● PROBLEM: Determine how many lines in the entries below contain "dimensions", and output only that number.

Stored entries

╔══

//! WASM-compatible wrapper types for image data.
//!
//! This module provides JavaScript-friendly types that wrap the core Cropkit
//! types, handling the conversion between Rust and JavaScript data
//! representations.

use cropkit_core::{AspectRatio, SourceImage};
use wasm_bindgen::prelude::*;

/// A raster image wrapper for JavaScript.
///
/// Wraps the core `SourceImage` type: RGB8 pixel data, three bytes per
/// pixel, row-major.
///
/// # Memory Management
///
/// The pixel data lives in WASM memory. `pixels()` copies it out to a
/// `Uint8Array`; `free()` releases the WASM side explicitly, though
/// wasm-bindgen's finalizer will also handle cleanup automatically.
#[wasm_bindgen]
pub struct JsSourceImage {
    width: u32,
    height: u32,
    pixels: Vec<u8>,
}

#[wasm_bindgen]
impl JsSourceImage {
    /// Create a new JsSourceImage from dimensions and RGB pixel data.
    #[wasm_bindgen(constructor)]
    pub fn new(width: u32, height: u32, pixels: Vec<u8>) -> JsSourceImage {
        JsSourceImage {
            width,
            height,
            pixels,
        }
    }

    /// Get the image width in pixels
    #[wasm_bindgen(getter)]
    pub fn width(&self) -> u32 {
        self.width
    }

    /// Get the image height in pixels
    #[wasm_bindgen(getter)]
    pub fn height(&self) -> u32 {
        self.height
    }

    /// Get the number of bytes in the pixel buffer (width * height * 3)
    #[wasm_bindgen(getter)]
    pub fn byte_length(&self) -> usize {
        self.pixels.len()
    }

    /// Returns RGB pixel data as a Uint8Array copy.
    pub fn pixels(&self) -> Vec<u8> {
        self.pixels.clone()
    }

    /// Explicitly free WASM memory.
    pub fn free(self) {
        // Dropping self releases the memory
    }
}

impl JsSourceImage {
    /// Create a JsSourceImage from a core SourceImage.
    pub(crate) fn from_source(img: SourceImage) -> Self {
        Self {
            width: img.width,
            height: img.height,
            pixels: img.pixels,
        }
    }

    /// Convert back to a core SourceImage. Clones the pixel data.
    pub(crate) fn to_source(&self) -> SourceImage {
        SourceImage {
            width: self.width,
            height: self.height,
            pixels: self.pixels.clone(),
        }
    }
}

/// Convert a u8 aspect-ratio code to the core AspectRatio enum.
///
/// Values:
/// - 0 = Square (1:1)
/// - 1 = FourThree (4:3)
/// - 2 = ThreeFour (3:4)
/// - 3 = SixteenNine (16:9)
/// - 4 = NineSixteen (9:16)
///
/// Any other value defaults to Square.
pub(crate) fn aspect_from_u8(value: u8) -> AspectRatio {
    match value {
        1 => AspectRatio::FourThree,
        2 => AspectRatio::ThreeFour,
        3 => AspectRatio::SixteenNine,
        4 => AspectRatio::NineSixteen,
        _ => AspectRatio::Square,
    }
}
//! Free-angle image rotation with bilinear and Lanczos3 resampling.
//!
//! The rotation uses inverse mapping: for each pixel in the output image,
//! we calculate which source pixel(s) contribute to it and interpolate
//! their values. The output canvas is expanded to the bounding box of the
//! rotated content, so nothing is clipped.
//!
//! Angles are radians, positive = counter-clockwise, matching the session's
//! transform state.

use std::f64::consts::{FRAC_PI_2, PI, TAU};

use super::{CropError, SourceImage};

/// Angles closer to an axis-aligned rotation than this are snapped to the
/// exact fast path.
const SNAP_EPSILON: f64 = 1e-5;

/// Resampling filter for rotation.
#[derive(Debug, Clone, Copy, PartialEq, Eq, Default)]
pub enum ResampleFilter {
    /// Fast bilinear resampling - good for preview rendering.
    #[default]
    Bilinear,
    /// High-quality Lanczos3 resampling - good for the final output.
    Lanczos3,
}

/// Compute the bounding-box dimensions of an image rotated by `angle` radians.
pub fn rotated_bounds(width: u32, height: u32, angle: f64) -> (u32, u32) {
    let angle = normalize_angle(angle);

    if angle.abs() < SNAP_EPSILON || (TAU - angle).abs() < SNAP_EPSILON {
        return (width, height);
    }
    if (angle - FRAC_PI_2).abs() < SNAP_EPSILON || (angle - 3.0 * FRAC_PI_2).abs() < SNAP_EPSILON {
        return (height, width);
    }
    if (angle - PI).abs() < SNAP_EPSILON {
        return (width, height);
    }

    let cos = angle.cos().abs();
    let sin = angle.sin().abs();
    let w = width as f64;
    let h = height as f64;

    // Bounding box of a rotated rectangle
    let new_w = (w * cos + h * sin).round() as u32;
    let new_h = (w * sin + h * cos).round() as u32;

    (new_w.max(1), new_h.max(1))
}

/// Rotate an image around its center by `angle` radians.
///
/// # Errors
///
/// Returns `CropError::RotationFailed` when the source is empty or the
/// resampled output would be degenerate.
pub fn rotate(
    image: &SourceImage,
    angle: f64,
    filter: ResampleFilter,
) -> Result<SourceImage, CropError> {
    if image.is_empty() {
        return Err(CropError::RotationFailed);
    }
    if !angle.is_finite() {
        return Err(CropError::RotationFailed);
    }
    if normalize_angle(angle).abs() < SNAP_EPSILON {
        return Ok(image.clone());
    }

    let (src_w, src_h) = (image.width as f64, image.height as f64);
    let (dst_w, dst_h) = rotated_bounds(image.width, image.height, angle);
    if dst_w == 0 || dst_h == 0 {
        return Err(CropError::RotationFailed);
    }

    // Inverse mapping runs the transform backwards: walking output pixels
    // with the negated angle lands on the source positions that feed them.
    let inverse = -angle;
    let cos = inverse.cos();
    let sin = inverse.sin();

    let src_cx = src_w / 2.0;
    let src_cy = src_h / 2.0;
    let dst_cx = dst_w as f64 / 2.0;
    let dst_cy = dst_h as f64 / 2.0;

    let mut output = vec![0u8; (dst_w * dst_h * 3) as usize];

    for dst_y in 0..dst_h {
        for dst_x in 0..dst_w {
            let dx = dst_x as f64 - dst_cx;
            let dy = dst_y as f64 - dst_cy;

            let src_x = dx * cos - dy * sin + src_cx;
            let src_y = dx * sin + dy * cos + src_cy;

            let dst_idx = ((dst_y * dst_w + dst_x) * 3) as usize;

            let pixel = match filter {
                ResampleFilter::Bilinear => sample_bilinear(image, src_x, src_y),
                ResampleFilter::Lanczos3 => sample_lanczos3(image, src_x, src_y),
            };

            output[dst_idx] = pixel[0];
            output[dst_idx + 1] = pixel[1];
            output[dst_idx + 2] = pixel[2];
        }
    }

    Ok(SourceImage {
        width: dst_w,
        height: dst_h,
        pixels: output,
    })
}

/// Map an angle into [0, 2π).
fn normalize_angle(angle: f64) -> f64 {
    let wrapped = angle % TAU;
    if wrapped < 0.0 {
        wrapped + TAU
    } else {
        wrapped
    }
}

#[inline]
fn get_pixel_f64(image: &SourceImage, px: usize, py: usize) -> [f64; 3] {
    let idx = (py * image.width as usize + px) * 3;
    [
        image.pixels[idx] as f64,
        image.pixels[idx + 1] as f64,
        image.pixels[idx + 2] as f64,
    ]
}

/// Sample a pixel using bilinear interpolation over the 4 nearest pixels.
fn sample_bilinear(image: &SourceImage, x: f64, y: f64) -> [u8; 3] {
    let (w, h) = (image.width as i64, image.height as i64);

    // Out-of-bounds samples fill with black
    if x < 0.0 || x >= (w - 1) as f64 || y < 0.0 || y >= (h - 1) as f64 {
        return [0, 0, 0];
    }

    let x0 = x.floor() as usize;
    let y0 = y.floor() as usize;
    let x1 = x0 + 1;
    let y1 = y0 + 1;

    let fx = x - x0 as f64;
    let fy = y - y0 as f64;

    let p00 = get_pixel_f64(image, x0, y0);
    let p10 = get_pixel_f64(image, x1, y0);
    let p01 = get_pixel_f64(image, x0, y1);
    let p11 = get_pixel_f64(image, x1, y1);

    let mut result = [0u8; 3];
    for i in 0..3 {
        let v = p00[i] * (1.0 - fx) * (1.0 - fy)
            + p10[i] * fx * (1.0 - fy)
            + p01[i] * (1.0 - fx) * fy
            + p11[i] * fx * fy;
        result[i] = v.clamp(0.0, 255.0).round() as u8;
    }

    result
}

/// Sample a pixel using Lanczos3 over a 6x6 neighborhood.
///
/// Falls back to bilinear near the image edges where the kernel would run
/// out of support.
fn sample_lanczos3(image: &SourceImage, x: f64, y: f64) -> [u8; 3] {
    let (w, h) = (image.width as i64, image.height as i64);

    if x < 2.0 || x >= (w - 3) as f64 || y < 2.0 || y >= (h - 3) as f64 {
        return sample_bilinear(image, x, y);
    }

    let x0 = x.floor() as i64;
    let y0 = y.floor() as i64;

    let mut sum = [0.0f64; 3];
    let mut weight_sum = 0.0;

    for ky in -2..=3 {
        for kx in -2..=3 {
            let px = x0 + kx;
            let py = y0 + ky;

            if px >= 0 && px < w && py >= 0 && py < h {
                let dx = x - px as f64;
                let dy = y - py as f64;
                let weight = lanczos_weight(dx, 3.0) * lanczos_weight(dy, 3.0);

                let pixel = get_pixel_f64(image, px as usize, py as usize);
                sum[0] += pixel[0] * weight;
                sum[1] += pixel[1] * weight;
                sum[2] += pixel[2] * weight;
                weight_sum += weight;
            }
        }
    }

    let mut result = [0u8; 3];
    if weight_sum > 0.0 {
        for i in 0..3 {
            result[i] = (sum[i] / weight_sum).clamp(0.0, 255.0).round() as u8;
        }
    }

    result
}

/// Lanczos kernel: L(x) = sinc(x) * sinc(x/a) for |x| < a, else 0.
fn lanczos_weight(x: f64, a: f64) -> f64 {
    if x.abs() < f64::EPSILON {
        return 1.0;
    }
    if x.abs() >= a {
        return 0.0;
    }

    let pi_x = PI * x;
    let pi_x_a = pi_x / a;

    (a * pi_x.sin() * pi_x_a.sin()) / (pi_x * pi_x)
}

╚══

● RESPONSE FOR THIS EXERCISE: 2